==== The data ====

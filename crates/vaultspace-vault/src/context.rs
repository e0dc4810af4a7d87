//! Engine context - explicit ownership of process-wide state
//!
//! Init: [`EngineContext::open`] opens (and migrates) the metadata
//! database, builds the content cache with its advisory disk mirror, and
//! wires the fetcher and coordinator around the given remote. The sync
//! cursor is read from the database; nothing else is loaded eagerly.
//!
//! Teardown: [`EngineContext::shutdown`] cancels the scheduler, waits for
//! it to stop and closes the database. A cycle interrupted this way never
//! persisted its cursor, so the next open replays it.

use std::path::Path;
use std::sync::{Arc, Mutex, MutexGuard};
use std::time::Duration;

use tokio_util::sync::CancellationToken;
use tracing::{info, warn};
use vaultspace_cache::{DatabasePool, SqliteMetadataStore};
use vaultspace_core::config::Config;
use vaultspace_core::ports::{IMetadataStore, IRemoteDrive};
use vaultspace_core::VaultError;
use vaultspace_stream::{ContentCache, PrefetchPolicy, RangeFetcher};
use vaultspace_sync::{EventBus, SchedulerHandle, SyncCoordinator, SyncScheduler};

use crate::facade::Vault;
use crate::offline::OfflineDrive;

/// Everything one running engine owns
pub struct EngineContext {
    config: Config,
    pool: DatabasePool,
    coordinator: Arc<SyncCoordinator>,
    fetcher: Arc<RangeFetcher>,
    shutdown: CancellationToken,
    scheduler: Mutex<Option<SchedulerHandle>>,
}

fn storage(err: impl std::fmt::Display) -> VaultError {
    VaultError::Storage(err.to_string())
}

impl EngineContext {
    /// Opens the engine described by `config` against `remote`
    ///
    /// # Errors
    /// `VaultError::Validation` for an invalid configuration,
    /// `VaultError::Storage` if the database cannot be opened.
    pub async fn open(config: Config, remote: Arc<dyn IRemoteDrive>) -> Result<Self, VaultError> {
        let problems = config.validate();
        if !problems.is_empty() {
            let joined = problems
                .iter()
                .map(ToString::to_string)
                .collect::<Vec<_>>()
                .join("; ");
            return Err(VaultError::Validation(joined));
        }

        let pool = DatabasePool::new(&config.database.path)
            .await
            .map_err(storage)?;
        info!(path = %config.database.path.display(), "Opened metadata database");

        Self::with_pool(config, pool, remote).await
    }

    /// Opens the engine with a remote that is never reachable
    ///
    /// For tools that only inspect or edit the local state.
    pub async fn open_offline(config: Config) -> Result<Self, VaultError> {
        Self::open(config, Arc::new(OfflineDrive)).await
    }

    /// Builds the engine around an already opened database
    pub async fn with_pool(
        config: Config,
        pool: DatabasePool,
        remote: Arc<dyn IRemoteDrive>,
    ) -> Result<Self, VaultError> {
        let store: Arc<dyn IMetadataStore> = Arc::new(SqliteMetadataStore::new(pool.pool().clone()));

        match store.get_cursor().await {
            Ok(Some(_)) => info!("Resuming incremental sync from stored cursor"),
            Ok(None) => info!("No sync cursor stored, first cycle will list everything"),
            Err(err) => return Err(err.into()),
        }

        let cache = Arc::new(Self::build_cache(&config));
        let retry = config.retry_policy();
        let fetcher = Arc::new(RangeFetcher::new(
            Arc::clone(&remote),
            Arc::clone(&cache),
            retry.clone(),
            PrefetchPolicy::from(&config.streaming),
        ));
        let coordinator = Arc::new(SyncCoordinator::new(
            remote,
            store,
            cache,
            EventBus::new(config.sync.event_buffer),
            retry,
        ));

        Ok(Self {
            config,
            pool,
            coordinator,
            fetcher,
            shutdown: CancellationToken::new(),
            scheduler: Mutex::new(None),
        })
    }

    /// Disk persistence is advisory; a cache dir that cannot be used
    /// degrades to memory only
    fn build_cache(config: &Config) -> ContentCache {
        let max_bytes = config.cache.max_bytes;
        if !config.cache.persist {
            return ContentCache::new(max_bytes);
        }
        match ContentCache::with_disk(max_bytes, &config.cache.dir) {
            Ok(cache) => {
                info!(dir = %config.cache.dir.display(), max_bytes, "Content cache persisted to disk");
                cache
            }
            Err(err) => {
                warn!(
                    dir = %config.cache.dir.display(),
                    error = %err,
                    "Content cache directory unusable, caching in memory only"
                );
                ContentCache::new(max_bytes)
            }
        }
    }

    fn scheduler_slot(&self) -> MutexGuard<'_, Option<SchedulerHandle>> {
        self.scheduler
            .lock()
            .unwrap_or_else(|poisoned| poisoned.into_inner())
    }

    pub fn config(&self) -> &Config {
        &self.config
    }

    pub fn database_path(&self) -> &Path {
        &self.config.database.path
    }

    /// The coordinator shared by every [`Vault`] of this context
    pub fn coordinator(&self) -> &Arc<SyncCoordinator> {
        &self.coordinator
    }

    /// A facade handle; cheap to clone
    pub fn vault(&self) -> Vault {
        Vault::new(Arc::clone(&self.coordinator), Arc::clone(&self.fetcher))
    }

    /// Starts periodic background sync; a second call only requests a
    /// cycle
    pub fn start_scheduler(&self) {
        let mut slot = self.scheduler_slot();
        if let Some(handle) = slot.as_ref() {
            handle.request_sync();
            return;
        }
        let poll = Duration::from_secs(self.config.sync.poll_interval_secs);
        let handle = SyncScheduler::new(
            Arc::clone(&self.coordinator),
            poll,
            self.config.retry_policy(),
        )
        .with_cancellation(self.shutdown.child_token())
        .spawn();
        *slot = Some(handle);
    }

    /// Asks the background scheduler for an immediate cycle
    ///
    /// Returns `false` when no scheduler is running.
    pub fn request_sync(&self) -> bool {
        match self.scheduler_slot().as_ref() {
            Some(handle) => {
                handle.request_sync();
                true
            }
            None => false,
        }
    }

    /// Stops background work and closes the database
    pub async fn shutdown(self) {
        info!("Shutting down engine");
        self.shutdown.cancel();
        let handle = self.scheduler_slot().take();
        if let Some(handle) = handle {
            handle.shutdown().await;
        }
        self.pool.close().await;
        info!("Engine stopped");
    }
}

====
==== The data ====

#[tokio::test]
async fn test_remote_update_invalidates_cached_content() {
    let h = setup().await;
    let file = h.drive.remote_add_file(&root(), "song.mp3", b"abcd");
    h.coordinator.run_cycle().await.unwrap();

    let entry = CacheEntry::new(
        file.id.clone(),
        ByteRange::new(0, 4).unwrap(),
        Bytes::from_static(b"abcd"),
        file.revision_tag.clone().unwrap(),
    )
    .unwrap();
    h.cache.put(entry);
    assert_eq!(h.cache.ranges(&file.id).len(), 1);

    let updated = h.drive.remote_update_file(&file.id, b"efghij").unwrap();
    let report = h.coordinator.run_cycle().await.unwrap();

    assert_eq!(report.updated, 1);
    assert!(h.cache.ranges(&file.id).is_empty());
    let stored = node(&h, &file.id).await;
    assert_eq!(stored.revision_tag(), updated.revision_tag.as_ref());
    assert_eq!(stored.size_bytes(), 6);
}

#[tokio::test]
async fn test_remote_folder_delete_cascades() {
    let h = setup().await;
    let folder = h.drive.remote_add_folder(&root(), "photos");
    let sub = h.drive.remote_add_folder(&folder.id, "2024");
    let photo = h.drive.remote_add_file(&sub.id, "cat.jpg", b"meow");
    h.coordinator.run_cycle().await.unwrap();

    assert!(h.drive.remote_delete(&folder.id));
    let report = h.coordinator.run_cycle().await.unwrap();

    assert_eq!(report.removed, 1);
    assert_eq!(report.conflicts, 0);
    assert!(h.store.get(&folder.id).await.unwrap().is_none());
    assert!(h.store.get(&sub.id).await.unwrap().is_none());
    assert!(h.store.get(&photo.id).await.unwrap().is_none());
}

====

Exercise requirements =
Look through the data and gather every line with the string "root" in it.

Task solution =
    let file = h.drive.remote_add_file(&root(), "song.mp3", b"abcd");
    let folder = h.drive.remote_add_folder(&root(), "photos");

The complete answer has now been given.